Dopo aver ottenuto il cDNA del prodotto di trascrizione inversa, quante volte il cDNA deve essere diluito per gli esperimenti qPCR è molto importante.Se la concentrazione di cDNA è troppo alta o troppo bassa, l'efficienza dell'amplificazione potrebbe risentirne.È possibile misurare la concentrazione di cDNA e come dovrebbe essere eseguita?
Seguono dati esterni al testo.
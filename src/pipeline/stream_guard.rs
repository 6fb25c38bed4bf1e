//! Degeneration watchdog for backend token streams.
//!
//! Sits between the backend stream and the delivery sink. An attempt whose
//! output settles into a cycle (one fragment, or a short phrase, repeated
//! back to back) or outgrows its mode's fragment cap is cut short, and the
//! attempt counts as invalid.
//!
//! Cycles are found by tracking, for every candidate period `p`, how many
//! fragments in a row have equalled the fragment `p` positions earlier.

use std::collections::VecDeque;
use std::fmt;

use super::types::{preview, Mode};

// ═══════════════════════════════════════════════════════════
// Configuration
// ═══════════════════════════════════════════════════════════

#[derive(Debug, Clone, PartialEq, Eq)]
pub struct StreamGuardConfig {
    /// Hard cap on fragments per attempt.
    pub max_fragments: usize,
    /// Longest cycle, in fragments, that is checked.
    pub max_period: usize,
    /// Fragments a cycle must cover (first pass included) to count as a loop.
    pub loop_span: usize,
}

impl StreamGuardConfig {
    /// Thresholds for one mode.
    ///
    /// Detect answers are one to three characters, so any cycle at all is a
    /// loop. Reduce output is prose that mirrors its input and may repeat a
    /// word or a line break a few times; only long cycles count.
    pub fn for_mode(mode: Mode, detect_max_fragments: usize, reduce_max_fragments: usize) -> Self {
        match mode {
            Mode::Detect => Self {
                max_fragments: detect_max_fragments.max(1),
                max_period: 4,
                loop_span: 6,
            },
            Mode::Reduce => Self {
                max_fragments: reduce_max_fragments.max(1),
                max_period: 16,
                loop_span: 48,
            },
        }
    }
}

// ═══════════════════════════════════════════════════════════
// Abort reasons
// ═══════════════════════════════════════════════════════════

#[derive(Debug, Clone, PartialEq, Eq)]
pub enum DegenerationPattern {
    /// The last `span` fragments repeat a cycle of `period` fragments.
    Loop {
        period: usize,
        span: usize,
        cycle: String,
    },
    /// More fragments than the mode allows.
    FragmentCap { limit: usize },
}

impl fmt::Display for DegenerationPattern {
    fn fmt(&self, f: &mut fmt::Formatter<'_>) -> fmt::Result {
        match self {
            Self::Loop { period, span, cycle } => {
                write!(f, "loop({cycle:?}, period {period} over {span} fragments)")
            }
            Self::FragmentCap { limit } => write!(f, "fragment_cap({limit})"),
        }
    }
}

#[derive(Debug, Clone, PartialEq, Eq, thiserror::Error)]
#[error("stream aborted: {pattern} after {fragments_seen} fragments")]
pub struct DegenerationAbort {
    pub pattern: DegenerationPattern,
    pub fragments_seen: usize,
}

// ═══════════════════════════════════════════════════════════
// StreamGuard
// ═══════════════════════════════════════════════════════════

/// Per-attempt watchdog. Create one per backend stream and `feed` every
/// fragment before forwarding it.
pub struct StreamGuard {
    config: StreamGuardConfig,
    /// The last `max_period` fragments, newest at the back.
    recent: VecDeque<String>,
    /// `matches[p - 1]`: fragments in a row equal to the one `p` earlier.
    matches: Vec<usize>,
    fragments_seen: usize,
}

impl StreamGuard {
    pub fn new(config: StreamGuardConfig) -> Self {
        let periods = config.max_period;
        Self {
            config,
            recent: VecDeque::with_capacity(periods),
            matches: vec![0; periods],
            fragments_seen: 0,
        }
    }

    /// Check one fragment. `Err` means the caller must stop reading the stream.
    pub fn feed(&mut self, fragment: &str) -> Result<(), DegenerationAbort> {
        self.fragments_seen += 1;
        if self.fragments_seen > self.config.max_fragments {
            return Err(self.abort(DegenerationPattern::FragmentCap {
                limit: self.config.max_fragments,
            }));
        }

        let mut looping = None;
        for period in 1..=self.config.max_period {
            let echoes = self
                .recent
                .len()
                .checked_sub(period)
                .and_then(|i| self.recent.get(i))
                .is_some_and(|earlier| earlier == fragment);
            let run = &mut self.matches[period - 1];
            *run = if echoes { *run + 1 } else { 0 };

            // Two full cycles at least, and the whole loop long enough.
            let span = *run + period;
            if looping.is_none() && *run >= period && span >= self.config.loop_span {
                looping = Some((period, span));
            }
        }

        if self.recent.len() == self.config.max_period {
            self.recent.pop_front();
        }
        if self.config.max_period > 0 {
            self.recent.push_back(fragment.to_string());
        }

        match looping {
            Some((period, span)) => {
                let start = self.recent.len().saturating_sub(period);
                let cycle: String = self.recent.range(start..).map(String::as_str).collect();
                Err(self.abort(DegenerationPattern::Loop {
                    period,
                    span,
                    cycle: preview(&cycle, 40),
                }))
            }
            None => Ok(()),
        }
    }

    pub fn fragments_seen(&self) -> usize {
        self.fragments_seen
    }

    fn abort(&self, pattern: DegenerationPattern) -> DegenerationAbort {
        DegenerationAbort {
            pattern,
            fragments_seen: self.fragments_seen,
        }
    }
}

#[cfg(test)]
mod tests {
    use super::*;

    fn detect() -> StreamGuard {
        StreamGuard::new(StreamGuardConfig::for_mode(Mode::Detect, 32, 8192))
    }

    fn reduce() -> StreamGuard {
        StreamGuard::new(StreamGuardConfig::for_mode(Mode::Reduce, 32, 8192))
    }

    /// Feed until the guard trips; `None` if it never does.
    fn first_abort(guard: &mut StreamGuard, fragments: &[&str]) -> Option<DegenerationAbort> {
        fragments.iter().find_map(|f| guard.feed(f).err())
    }

    // ── Healthy output ──────────────────────────────────

    #[test]
    fn scores_pass_detect() {
        for score in [&["4", "2"][..], &["1", "0", "0"], &["7"], &["5", "5"]] {
            assert!(first_abort(&mut detect(), score).is_none(), "{score:?}");
        }
    }

    #[test]
    fn rewritten_paragraph_passes_reduce() {
        let mut guard = reduce();
        let text = [
            "The", " committee", " met", " on", " Tuesday", " and", " went", " over",
            " the", " budget", " line", " by", " line", ".",
        ];
        assert!(first_abort(&mut guard, &text).is_none());
        assert_eq!(guard.fragments_seen(), 14);
    }

    #[test]
    fn paragraph_breaks_and_short_repeats_pass_reduce() {
        let mut guard = reduce();
        let mut fragments = vec!["\n"; 10];
        fragments.extend(["very", " very", " very", " slowly", "."]);
        fragments.extend(["哈"; 12]);
        assert!(first_abort(&mut guard, &fragments).is_none());
    }

    #[test]
    fn chinese_fragments_pass() {
        let mut guard = reduce();
        let text = ["今天", "的", "会议", "讨论", "了", "预算", "。"];
        assert!(first_abort(&mut guard, &text).is_none());
    }

    // ── Loops ───────────────────────────────────────────

    #[test]
    fn repeated_digit_trips_detect_quickly() {
        let abort = first_abort(&mut detect(), &["9"; 10]).unwrap();
        assert_eq!(
            abort.pattern,
            DegenerationPattern::Loop {
                period: 1,
                span: 6,
                cycle: "9".into()
            }
        );
        assert_eq!(abort.fragments_seen, 6);
    }

    #[test]
    fn single_fragment_loop_trips_reduce() {
        let abort = first_abort(&mut reduce(), &["\n"; 60]).unwrap();
        assert!(matches!(abort.pattern, DegenerationPattern::Loop { period: 1, span: 48, .. }));
    }

    #[test]
    fn phrase_loop_trips_reduce() {
        let phrase = ["I", " will", " rewrite", " this", "."];
        let looping: Vec<&str> = phrase.iter().copied().cycle().take(80).collect();
        let abort = first_abort(&mut reduce(), &looping).unwrap();
        match abort.pattern {
            DegenerationPattern::Loop { period, span, cycle } => {
                assert_eq!(period, 5);
                assert_eq!(span, 48);
                assert_eq!(cycle.chars().count(), "I will rewrite this.".chars().count());
            }
            other => panic!("unexpected {other:?}"),
        }
    }

    #[test]
    fn broken_cycle_resets() {
        let interrupted = ["a", "b", "a", "b", "a", "c", "a", "b", "a", "b", "a"];
        assert!(first_abort(&mut detect(), &interrupted).is_none());

        let abort = first_abort(&mut detect(), &["x", "y", "z", "x", "y", "z"]).unwrap();
        assert!(matches!(abort.pattern, DegenerationPattern::Loop { period: 3, span: 6, .. }));
    }

    // ── Fragment cap ────────────────────────────────────

    #[test]
    fn detect_cap_aborts_long_answer() {
        let mut guard = StreamGuard::new(StreamGuardConfig::for_mode(Mode::Detect, 4, 8192));
        for i in 0..4 {
            assert!(guard.feed(&format!("w{i}")).is_ok());
        }
        let abort = guard.feed("w4").unwrap_err();
        assert_eq!(abort.pattern, DegenerationPattern::FragmentCap { limit: 4 });
        assert_eq!(abort.fragments_seen, 5);
    }

    #[test]
    fn caps_follow_mode() {
        assert_eq!(StreamGuardConfig::for_mode(Mode::Reduce, 32, 500).max_fragments, 500);
        assert_eq!(StreamGuardConfig::for_mode(Mode::Detect, 0, 500).max_fragments, 1);
    }

    #[test]
    fn history_is_bounded_by_longest_period() {
        let mut guard = reduce();
        for i in 0..200 {
            assert!(guard.feed(&format!("t{i}")).is_ok());
        }
        assert_eq!(guard.recent.len(), 16);
    }

    // ── Display ─────────────────────────────────────────

    #[test]
    fn abort_display_names_pattern() {
        let abort = DegenerationAbort {
            pattern: DegenerationPattern::FragmentCap { limit: 32 },
            fragments_seen: 33,
        };
        let s = abort.to_string();
        assert!(s.contains("fragment_cap(32)"));
        assert!(s.contains("after 33 fragments"));
    }
}
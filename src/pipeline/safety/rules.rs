use serde::{Deserialize, Serialize};

/// What the guard does with a span matched by a rule.
#[derive(Debug, Clone, PartialEq, Eq, Serialize, Deserialize)]
#[serde(tag = "type", rename_all = "snake_case")]
pub enum GuardAction {
    /// Delete the matched span.
    Strip,
    /// Replace the matched span with a fixed marker.
    Redact { marker: String },
}

/// One entry of the injection pattern table.
///
/// Patterns are matched case-insensitively regardless of inline flags.
#[derive(Debug, Clone, PartialEq, Eq, Serialize, Deserialize)]
pub struct GuardRule {
    pub name: String,
    pub pattern: String,
    #[serde(default = "default_action")]
    pub action: GuardAction,
}

fn default_action() -> GuardAction {
    GuardAction::Strip
}

impl GuardRule {
    pub fn strip(name: &str, pattern: &str) -> Self {
        Self {
            name: name.to_string(),
            pattern: pattern.to_string(),
            action: GuardAction::Strip,
        }
    }
}

/// Built-in pattern table: instruction overrides, persona switches and
/// chat-template role tags, in English and Chinese.
pub fn builtin_rules() -> Vec<GuardRule> {
    vec![
        // Instruction overrides
        GuardRule::strip(
            "ignore_rules",
            r"\bignore\s+(?:all\s+|any\s+|the\s+|your\s+|previous\s+|prior\s+|above\s+)*(?:rules?|restrictions?|instructions?|prompts?|guidelines?)\b",
        ),
        GuardRule::strip(
            "disregard_instructions",
            r"\bdisregard\s+(?:all\s+|any\s+|the\s+|your\s+|previous\s+|prior\s+|above\s+)*(?:rules?|restrictions?|instructions?|prompts?)\b",
        ),
        GuardRule::strip(
            "forget_instructions",
            r"\bforget\s+(?:everything\s+|all\s+|your\s+|the\s+|previous\s+|prior\s+|above\s+)+(?:rules?|instructions?|prompts?)\b",
        ),
        GuardRule::strip("new_instructions", r"\bnew\s+instructions?\s*:"),
        GuardRule::strip(
            "unconditional_obedience",
            r"\bunconditionally\s+(?:obey|comply|follow)\b",
        ),
        // Persona switches
        GuardRule::strip(
            "act_as_persona",
            r"\bact\s+as\s+(?:(?:a|an|my|the)\s+)?[\w-]+",
        ),
        GuardRule::strip(
            "pretend_persona",
            r"\bpretend\s+(?:you\s+are|to\s+be)\s+(?:(?:a|an|my|the)\s+)?[\w-]+",
        ),
        GuardRule::strip("you_are_now", r"\byou\s+are\s+now\s+(?:a|an|my|the)\s+[\w-]+"),
        GuardRule::strip("jailbreak_mode", r"\b(?:DAN|do\s+anything\s+now|developer)\s+mode\b"),
        // Chat-template role tags. A bare "system:" only counts at the start
        // of a line, where a chat transcript would put it.
        GuardRule::strip("system_tag", r"(?m:^[ \t]*)(?:system|assistant)[ \t]*:"),
        GuardRule::strip("llama_tags", r"<<SYS>>|<</SYS>>|\[/?INST\]"),
        GuardRule::strip("chatml_tags", r"<\|im_(?:start|end)\|>"),
        // Chinese variants
        GuardRule::strip(
            "ignore_rules_zh",
            r"(?:忽略|无视|忘记)(?:之前的|以上的|上面的|所有的?|全部的?)?(?:规则|限制|指令|要求|提示)",
        ),
        GuardRule::strip("unconditional_obedience_zh", r"无条件(?:服从|遵守|执行)"),
        GuardRule::strip("act_as_persona_zh", r"(?:扮演|假装你是|你现在是)\s*\S{1,10}"),
    ]
}

#[cfg(test)]
mod tests {
    use super::*;

    #[test]
    fn builtin_rules_have_unique_names() {
        let rules = builtin_rules();
        let mut names: Vec<&str> = rules.iter().map(|r| r.name.as_str()).collect();
        names.sort_unstable();
        names.dedup();
        assert_eq!(names.len(), rules.len());
    }

    #[test]
    fn builtin_rules_compile() {
        for rule in builtin_rules() {
            assert!(regex::Regex::new(&rule.pattern).is_ok(), "{}", rule.name);
        }
    }

    #[test]
    fn rule_deserializes_with_default_action() {
        let json = r#"{"name": "custom", "pattern": "obey\\s+me"}"#;
        let rule: GuardRule = serde_json::from_str(json).unwrap();
        assert_eq!(rule.action, GuardAction::Strip);
    }

    #[test]
    fn redact_action_round_trips_from_config() {
        let json = r#"{"name": "c", "pattern": "x", "action": {"type": "redact", "marker": "[FILTERED]"}}"#;
        let rule: GuardRule = serde_json::from_str(json).unwrap();
        assert_eq!(
            rule.action,
            GuardAction::Redact {
                marker: "[FILTERED]".into()
            }
        );
    }
}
(1) La concentrazione di cDNA del prodotto di trascrizione inversa non può essere misurata, poiché oltre al prodotto di trascrizione inversa, il prodotto di trascrizione inversa contiene anche tampone residuo di trascrizione inversa, trascrittasi inversa, primer, ecc., che interferiranno con i risultati della misurazione della concentrazione e causeranno un rapporto OD260/280, OD260/230 anormale e quindi non riflette la vera resa del cDNA.In questo momento, diranno alcuni amici, allora misurerò la concentrazione dopo la purificazione;qui, Foregene vorrebbe ricordare che non è consigliabile purificare il cDNA, perché la lunghezza del cDNA ottenuta dall'inversione è diversa e il cDNA corto andrà perso nella purificazione.
(2) Quindi cosa fare?Prima dell'esperimento qPCR, il gradiente di diluizione del cDNA può essere determinato attraverso il pre-esperimento.Ad esempio: utilizzare la soluzione stock di cDNA, la diluizione 10 volte e la diluizione 100 volte come modelli per gli esperimenti qPCR e selezionare il fattore di diluizione con un valore CT compreso tra 18 e 28.

Come dovrebbero essere retrotrascritti i miRNA?
miRNA è una piccola molecola di RNA a filamento singolo con una dimensione di circa 22 nt che non codifica per le proteine.A causa della sua breve lunghezza, il metodo qPCR convenzionale è difficile da quantificare direttamente, quindi è spesso necessario estendere il miRNA;i metodi di trascrizione inversa comunemente usati per miRNA includono il metodo stem-loop e il metodo tailing.
Il metodo stem-loop consiste nell'estendere il miRNA aggiungendo primer stem-loop.Questo metodo di rilevamento ha una maggiore sensibilità e specificità, ma il throughput di rilevamento è basso.Una trascrizione inversa può rilevare solo un miRNA e un riferimento interno;il metodo di aggiunta della coda è composto da due È completato dall'azione congiunta di due enzimi, che sono PolyA polimerasi e trascrittasi inversa.La poliA polimerasi è responsabile dell'aggiunta di code PolyA al miRNA per aumentarne la lunghezza e la trascrittasi inversa esegue la reazione di trascrizione inversa.Questo metodo ha un elevato throughput di rilevamento e può rilevare più miRNA e riferimenti interni in una trascrizione inversa, ma la sensibilità e la specificità sono basse nel metodo stem-loop.